Empecé a planear. Cómo comportarme, qué decir, dónde pedirles que se sienten, si decir ELA o hablar en términos vagos acerca de mi «estado». Frank Sinatra continuaba: desde «New York, New York» a «Anything Goes», pasando por «The Lady is a Tramp». Luego, se hizo el silencio. Pensé, ya está, oh Dios, han estado en casa todo el rato, Chris no subió al último piso, estaban en mi antigua habitación, ya vienen, están en la escalera, dentro de un momento nos encontraremos cara a cara, he de…

Un tenor empezó a cantar. Era ópera italiana, y la voz del cantante trepaba por las notas dramáticamente. Cada pieza ponía en tales apuros al intérprete que debía estar escuchando una versión operística de grandes éxitos de algún compositor. Verdi, tal vez. ¿Quién más escribió óperas italianas? Intenté recordar más nombres. Por fin, se hizo el silencio de nuevo. Entonces, Michael Crawford y Sarah Brightman atacaron los primeros compases de El fantasma de la ópera. Consulté mi reloj. Sinatra y el tenor habían cantado durante más de una hora. Eran las doce menos cuarto.

Las luces del comedor se apagaron de repente. Me sobresalté. ¿Me habría adormecido sin oír a mi madre cuando llegaba?

– ¿Eres tú, madre? -llamé-. Soy Olivia. -No hubo respuesta. Mi corazón se aceleró-. ¿Madre? Soy Olivia. Estoy en el salonc…

La lámpara del saloncito se apagó también. Estaba sobre una mesa, en la ventana salediza que da al jardín trasero. Cuando entré en la habitación ya estaba abierta, y yo no había encendido otra. Me quedé sentada en la oscuridad más absoluta y traté de decidir qué coño iba a hacer.

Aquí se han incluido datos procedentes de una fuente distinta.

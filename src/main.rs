//! Main application entry point (CLI binary).
//!
//! This is a thin wrapper around the `deal_reconciler` library that handles:
//! - Command-line argument parsing
//! - Environment variable loading (.env file)
//! - Logger initialization
//! - JSON output of results and errors
//!
//! All core functionality is implemented in the library crate.

use std::process;

use anyhow::{Context, Result};
use clap::Parser;
use serde_json::json;

use deal_reconciler::config::{Command, Opt};
use deal_reconciler::initialization::{init_database, init_logger_with};
use deal_reconciler::scan::count_by_type;
use deal_reconciler::{
    confirm, load_scan_result, scan_asset, Config, ConfirmRequest, ReconcileContext,
    ReconcileError,
};

fn print_json(value: &serde_json::Value) -> Result<()> {
    println!(
        "{}",
        serde_json::to_string_pretty(value).context("Failed to serialize output")?
    );
    Ok(())
}

/// Prints the error payload and exits with a failure status.
fn fail(error: &ReconcileError) -> ! {
    eprintln!("{}", json!(error.to_body()));
    process::exit(1);
}

#[tokio::main]
async fn main() -> Result<()> {
    // Load environment variables from .env file (if it exists)
    if dotenvy::dotenv().is_err() {
        if let Ok(exe_path) = std::env::current_exe() {
            if let Some(exe_dir) = exe_path.parent() {
                let env_path = exe_dir.join(".env");
                if env_path.exists() {
                    let _ = dotenvy::from_path(&env_path);
                }
            }
        }
    }

    let opt = Opt::parse();
    init_logger_with(opt.log_level.clone().into(), opt.log_format.clone())
        .context("Failed to initialize logger")?;

    let config = Config::from(&opt);
    let pool = init_database(&config)
        .await
        .with_context(|| format!("Failed to open database {}", config.db_path.display()))?;

    match opt.command {
        Command::Migrate => {
            println!("Database ready at {}", config.db_path.display());
        }
        Command::Scan { asset_id, actor } => {
            let ctx = ReconcileContext::new(pool, config).context("Failed to build HTTP client")?;
            match scan_asset(&ctx, asset_id, &actor).await {
                Ok(result) => print_json(&json!({
                    "counts": count_by_type(&result.items),
                    "scan": result,
                }))?,
                Err(e) => fail(&e),
            }
        }
        Command::Confirm {
            item_id,
            decision,
            partner_id,
            brand_id,
            position_id,
            geo,
            actor,
        } => {
            let request = ConfirmRequest {
                partner_id,
                brand_id,
                position_id,
                geo,
            };
            match confirm(&pool, item_id, decision.into(), request, &actor).await {
                Ok(outcome) => print_json(&json!(outcome))?,
                Err(e) => fail(&e),
            }
        }
        Command::ShowScan { scan_id } => match load_scan_result(&pool, scan_id).await {
            Ok(result) => print_json(&json!({
                "counts": count_by_type(&result.items),
                "scan": result,
            }))?,
            Err(e) => fail(&e),
        },
    }

    Ok(())
}
//! Fetch error categorization.
//!
//! Maps `reqwest::Error` values onto a small, stable set of kinds so that a
//! failed scan can report *why* the asset page could not be fetched.

use strum_macros::EnumIter;

/// Why an asset page fetch failed.
#[derive(Debug, Clone, Copy, PartialEq, Eq, Hash, EnumIter, serde::Serialize)]
#[serde(rename_all = "snake_case")]
pub enum FetchErrorKind {
    /// The request exceeded the configured fetch timeout
    Timeout,
    /// TCP/TLS connection could not be established
    Connect,
    /// Redirect loop or too many redirects
    Redirect,
    /// 403 Forbidden, typically bot protection in front of the asset
    Forbidden,
    /// 404 Not Found
    NotFound,
    /// 429 Too Many Requests
    TooManyRequests,
    /// Any other 4xx status
    ClientStatus,
    /// Any 5xx status
    ServerStatus,
    /// Body could not be read or decoded
    Body,
    /// Body exceeded the maximum accepted size
    TooLarge,
    /// Request could not be built (malformed URL)
    InvalidUrl,
    /// Anything else
    Other,
}

impl std::fmt::Display for FetchErrorKind {
    fn fmt(&self, f: &mut std::fmt::Formatter<'_>) -> std::fmt::Result {
        f.write_str(self.as_str())
    }
}

impl FetchErrorKind {
    pub fn as_str(&self) -> &'static str {
        match self {
            FetchErrorKind::Timeout => "request timed out",
            FetchErrorKind::Connect => "connection failed",
            FetchErrorKind::Redirect => "redirect error",
            FetchErrorKind::Forbidden => "forbidden (403)",
            FetchErrorKind::NotFound => "not found (404)",
            FetchErrorKind::TooManyRequests => "too many requests (429)",
            FetchErrorKind::ClientStatus => "client error status",
            FetchErrorKind::ServerStatus => "server error status",
            FetchErrorKind::Body => "body read error",
            FetchErrorKind::TooLarge => "response too large",
            FetchErrorKind::InvalidUrl => "invalid URL",
            FetchErrorKind::Other => "fetch error",
        }
    }
}

/// Categorizes a `reqwest::Error` into a [`FetchErrorKind`].
///
/// HTTP status codes are checked first (they are only present for errors
/// produced by `error_for_status`), then the reqwest error class.
pub fn categorize_reqwest_error(error: &reqwest::Error) -> FetchErrorKind {
    if let Some(status) = error.status() {
        match status.as_u16() {
            403 => return FetchErrorKind::Forbidden,
            404 => return FetchErrorKind::NotFound,
            429 => return FetchErrorKind::TooManyRequests,
            _ if status.is_client_error() => return FetchErrorKind::ClientStatus,
            _ if status.is_server_error() => return FetchErrorKind::ServerStatus,
            _ => {}
        }
    }

    if error.is_timeout() {
        FetchErrorKind::Timeout
    } else if error.is_builder() {
        FetchErrorKind::InvalidUrl
    } else if error.is_redirect() {
        FetchErrorKind::Redirect
    } else if error.is_connect() {
        FetchErrorKind::Connect
    } else if error.is_body() || error.is_decode() {
        FetchErrorKind::Body
    } else {
        FetchErrorKind::Other
    }
}
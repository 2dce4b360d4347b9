//! HTML link extraction and affiliate link classification.
//!
//! - `extract_links()` pulls the distinct outbound anchors out of a page
//! - `is_likely_affiliate_link()` filters them down to probable tracking links
//!
//! Parsing is done using CSS selectors via the `scraper` crate; the classifier
//! is an ordered list of `regex` heuristics.

mod affiliate;
mod links;

// Re-export public API
pub use affiliate::{affiliate_signal, is_likely_affiliate_link};
pub use links::{extract_links, ExtractedLink};
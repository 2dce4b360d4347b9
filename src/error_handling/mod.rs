//! Error handling.
//!
//! This module provides:
//! - The `ReconcileError` taxonomy surfaced by scans, confirmations and deal mutations
//! - Storage and initialization error types
//! - Categorization of page fetch failures
//!
//! Errors on individual malformed links never reach this layer: the extractor
//! drops such links and the scan continues.

mod categorization;
mod types;

// Re-export public API
pub use categorization::{categorize_reqwest_error, FetchErrorKind};
pub use types::{DatabaseError, Entity, ErrorBody, InitializationError, ReconcileError};
//! Lookups for the records deals hang off: assets, partners, brands, positions.
//!
//! These tables are maintained by ordinary CRUD elsewhere; the reconciliation
//! engine only reads them.

use sqlx::sqlite::SqliteRow;
use sqlx::{Executor, Row, Sqlite};

use super::models::{parse_column, Asset, BrandInfo, Partner, PositionInfo};
use crate::error_handling::DatabaseError;

/// Looks up an asset by id.
pub async fn get_asset<'e, E>(executor: E, asset_id: i64) -> Result<Option<Asset>, DatabaseError>
where
    E: Executor<'e, Database = Sqlite>,
{
    let row = sqlx::query("SELECT id, name, domain FROM assets WHERE id = ?")
        .bind(asset_id)
        .fetch_optional(executor)
        .await?;

    Ok(row.map(|row| Asset {
        id: row.get("id"),
        name: row.get("name"),
        domain: row.get("domain"),
    }))
}

/// Looks up a partner and its SOP flags by id.
pub async fn get_partner<'e, E>(
    executor: E,
    partner_id: i64,
) -> Result<Option<Partner>, DatabaseError>
where
    E: Executor<'e, Database = Sqlite>,
{
    let row = sqlx::query(
        "SELECT id, name, is_direct, has_contract, has_license, has_banking
         FROM partners WHERE id = ?",
    )
    .bind(partner_id)
    .fetch_optional(executor)
    .await?;

    Ok(row.map(|row| Partner {
        id: row.get("id"),
        name: row.get("name"),
        is_direct: row.get("is_direct"),
        has_contract: row.get("has_contract"),
        has_license: row.get("has_license"),
        has_banking: row.get("has_banking"),
    }))
}

fn brand_from_row(row: SqliteRow) -> Result<BrandInfo, DatabaseError> {
    Ok(BrandInfo {
        id: row.get("id"),
        partner_id: row.get("partner_id"),
        name: row.get("name"),
        domain: row.get("domain"),
        status: parse_column("status", row.get("status"))?,
    })
}

/// Looks up a brand by id, whatever its status.
pub async fn get_brand<'e, E>(executor: E, brand_id: i64) -> Result<Option<BrandInfo>, DatabaseError>
where
    E: Executor<'e, Database = Sqlite>,
{
    sqlx::query("SELECT id, partner_id, name, domain, status FROM brands WHERE id = ?")
        .bind(brand_id)
        .fetch_optional(executor)
        .await?
        .map(brand_from_row)
        .transpose()
}

/// Active brands with a registered domain, in id order.
pub async fn list_scannable_brands<'e, E>(executor: E) -> Result<Vec<BrandInfo>, DatabaseError>
where
    E: Executor<'e, Database = Sqlite>,
{
    sqlx::query(
        "SELECT id, partner_id, name, domain, status
         FROM brands
         WHERE status = 'active' AND domain IS NOT NULL AND TRIM(domain) <> ''
         ORDER BY id",
    )
    .fetch_all(executor)
    .await?
    .into_iter()
    .map(brand_from_row)
    .collect()
}

/// Looks up a position with the page and asset it belongs to.
pub async fn get_position<'e, E>(
    executor: E,
    position_id: i64,
) -> Result<Option<PositionInfo>, DatabaseError>
where
    E: Executor<'e, Database = Sqlite>,
{
    let row = sqlx::query(
        "SELECT positions.id, positions.name, positions.page_id, pages.asset_id
         FROM positions
         JOIN pages ON pages.id = positions.page_id
         WHERE positions.id = ?",
    )
    .bind(position_id)
    .fetch_optional(executor)
    .await?;

    Ok(row.map(|row| PositionInfo {
        id: row.get("id"),
        name: row.get("name"),
        page_id: row.get("page_id"),
        asset_id: row.get("asset_id"),
    }))
}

Durante los cinco o diez minutos siguientes (que dieron la impresión de transcurrir a la velocidad de meses), no sucedió nada más. Crawford y Brightman ter-. minaron el dúo de «All I Ask of You», y Crawford continuó con «The Music of the Night». Unos diez compases después, la música paró, a media nota, como si alguien hubiera dicho «¡Basta de aullidos!» y desenchufado el aparato. En cuanto la música enmudeció, el silencio invadió la casa como hojas de otoño caídas desde un árbol al suelo. Esperé oír otro ruido (pasos, risas ahogadas, un suspiro, el chasquido de los muelles de un mueble) que traicionara una presencia humana. No pasó nada. Era como si todos los fantasmas de Kenneth Fleming y mi madre se hubieran ido a la cama.